1. SAR images inevitably produce speckle, which interferes with the accurate expression of real object information and deteriorates image quality.
2. A variety of filtering methods have been proposed to suppress speckle, including spatial domain filtering, transform domain filtering, anisotropic diffusion filtering, non-local means (NL-means) filtering, and deep learning filtering.
3. This paper proposes a novel NL-means filter based on multi-directional local plane inclination angle (MDLPIA), called MDLPIA-NLM, which can better obtain weight by using a multi-directional local plane inclination angle for improved filtering effect.
The article is generally reliable and trustworthy in its presentation of the various methods used to suppress speckle in SAR images. The article provides a comprehensive overview of the different types of filters available and their respective advantages and disadvantages. The authors also provide evidence for their claims by citing relevant research papers that support their arguments. Furthermore, the authors present both sides of the argument equally when discussing the various filters available for speckle suppression.

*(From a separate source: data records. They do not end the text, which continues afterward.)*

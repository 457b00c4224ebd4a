//! Salt invocation and result dispatch.

use serde_json::Value;
use tracing::{debug, info};

use super::command::SaltCommand;
use super::locator::MasterLocator;
use super::runner::{CommandOutput, CommandRunner, ProcessRunner};
use super::state::StateRun;
use crate::error::{CkupError, Result, ResultError};

/// Key under which `salt-call --local` nests its return value.
const LOCAL_KEY: &str = "local";

/// Client for the Salt master running in the control-plane container.
#[derive(Debug)]
pub struct SaltClient<R: CommandRunner = ProcessRunner> {
    runner: R,
    locator: MasterLocator,
    saltenv: Option<String>,
}

impl SaltClient<ProcessRunner> {
    pub fn new(locator: MasterLocator, saltenv: Option<String>) -> Self {
        Self::with_runner(ProcessRunner, locator, saltenv)
    }
}

impl<R: CommandRunner> SaltClient<R> {
    pub fn with_runner(runner: R, locator: MasterLocator, saltenv: Option<String>) -> Self {
        Self {
            runner,
            locator,
            saltenv,
        }
    }

    pub fn saltenv(&self) -> Option<&str> {
        self.saltenv.as_deref()
    }

    #[cfg(test)]
    pub(crate) fn command_runner(&self) -> &R {
        &self.runner
    }

    /// Run `state.orchestrate` for an SLS on the master.
    pub async fn orchestrate(&self, sls: &str, pillar: Option<Value>) -> Result<StateRun> {
        let cmd = SaltCommand::new(["salt-run", "state.orchestrate"])
            .arg(sls)
            .saltenv(self.saltenv())
            .pillar(pillar);
        info!("Orchestrating {}", sls);
        let (output, command_line) = self.exec_in_master(&cmd).await?;
        interpret_state(output, &command_line, None)
    }

    /// Apply an SLS to a minion target.
    pub async fn state_apply(
        &self,
        target: &str,
        sls: &str,
        pillar: Option<Value>,
    ) -> Result<StateRun> {
        let cmd = SaltCommand::new(["salt", target, "state.sls"])
            .arg(sls)
            .saltenv(self.saltenv())
            .pillar(pillar);
        info!("Applying {} on {}", sls, target);
        let (output, command_line) = self.exec_in_master(&cmd).await?;
        interpret_state(output, &command_line, None)
    }

    /// Call a runner function on the master and return its decoded output.
    pub async fn runner(&self, fun: &str, args: &[&str]) -> Result<Value> {
        let cmd = SaltCommand::new(["salt-run", fun])
            .args(args.iter().copied())
            .saltenv(self.saltenv());
        let (output, command_line) = self.exec_in_master(&cmd).await?;
        interpret_plain(output, &command_line, None)
    }

    /// Call an execution function with the local minion agent on this host.
    pub async fn local_call(&self, fun: &str, args: &[&str]) -> Result<Value> {
        let cmd = SaltCommand::new(["salt-call", "--local", fun])
            .args(args.iter().copied())
            .saltenv(self.saltenv());
        let argv = cmd.to_args();
        let command_line = cmd.command_line();
        debug!("Dispatching: {}", command_line);

        let output = self.runner.run(&argv[0], &argv[1..]).await?;
        interpret_plain(output, &command_line, Some(LOCAL_KEY))
    }

    /// Apply an SLS with the local minion agent on this host.
    pub async fn local_state_apply(&self, sls: &str, pillar: Option<Value>) -> Result<StateRun> {
        let cmd = SaltCommand::new(["salt-call", "--local", "state.sls"])
            .arg(sls)
            .saltenv(self.saltenv())
            .pillar(pillar);
        let argv = cmd.to_args();
        let command_line = cmd.command_line();
        info!("Applying {} locally", sls);

        let output = self.runner.run(&argv[0], &argv[1..]).await?;
        interpret_state(output, &command_line, Some(LOCAL_KEY))
    }

    /// Run a command inside the salt-master container.
    async fn exec_in_master(&self, cmd: &SaltCommand) -> Result<(CommandOutput, String)> {
        let container = self.locator.locate(&self.runner).await?;

        let mut args = vec!["exec".to_string(), "-i".to_string(), container];
        args.extend(cmd.to_args());
        let command_line = format!("crictl {}", args.join(" "));
        debug!("Dispatching: {}", command_line);

        let output = self.runner.run("crictl", &args).await?;
        Ok((output, command_line))
    }
}

fn result_error(output: CommandOutput, command_line: &str) -> CkupError {
    CkupError::Result(ResultError {
        code: output.code,
        command: command_line.to_string(),
        stdout: output.stdout,
        stderr: output.stderr,
    })
}

/// Parse state.sls / state.orchestrate output.
///
/// The exit code is frequently 0 even when states failed, so the parsed
/// results decide. It only matters when the output is not JSON at all.
fn interpret_state(
    output: CommandOutput,
    command_line: &str,
    key: Option<&str>,
) -> Result<StateRun> {
    let mut value = match serde_json::from_str::<Value>(&output.stdout) {
        Ok(value) => value,
        Err(_) if !output.success() => return Err(result_error(output, command_line)),
        Err(source) => {
            return Err(CkupError::Json {
                context: command_line.to_string(),
                output: output.stdout,
                source,
            });
        }
    };

    if let Some(key) = key {
        value = narrow(value, key, command_line)?;
    }
    StateRun::parse(value, Some(output.code)).raise_or_return()
}

fn narrow(mut value: Value, key: &str, command_line: &str) -> Result<Value> {
    value
        .get_mut(key)
        .map(Value::take)
        .ok_or_else(|| CkupError::UnexpectedOutput {
            command: command_line.to_string(),
            reason: format!("missing `{key}` key"),
        })
}

/// Decode plain call output, optionally narrowed to one top-level key.
fn interpret_plain(output: CommandOutput, command_line: &str, key: Option<&str>) -> Result<Value> {
    if !output.success() {
        return Err(result_error(output, command_line));
    }

    let value: Value = serde_json::from_str(&output.stdout).map_err(|source| CkupError::Json {
        context: command_line.to_string(),
        output: output.stdout.clone(),
        source,
    })?;

    match key {
        None => Ok(value),
        Some(key) => narrow(value, key, command_line),
    }
}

However, there are some potential biases in the article that should be noted. For example, while the authors discuss deep learning filters as one of the options for suppressing speckle noise, they do not provide any evidence or examples to support this claim. Additionally, while they mention that anisotropic diffusion filters require multiple iterations to achieve effective results, they do not provide any details on how many iterations are typically required or how these iterations should be set up correctly. Finally, while they discuss the potential benefits of their proposed MDLPIA-NLM filter over existing methods such as NL-means filtering and PPB filter, they do not provide any evidence or examples to demonstrate this improvement in performance.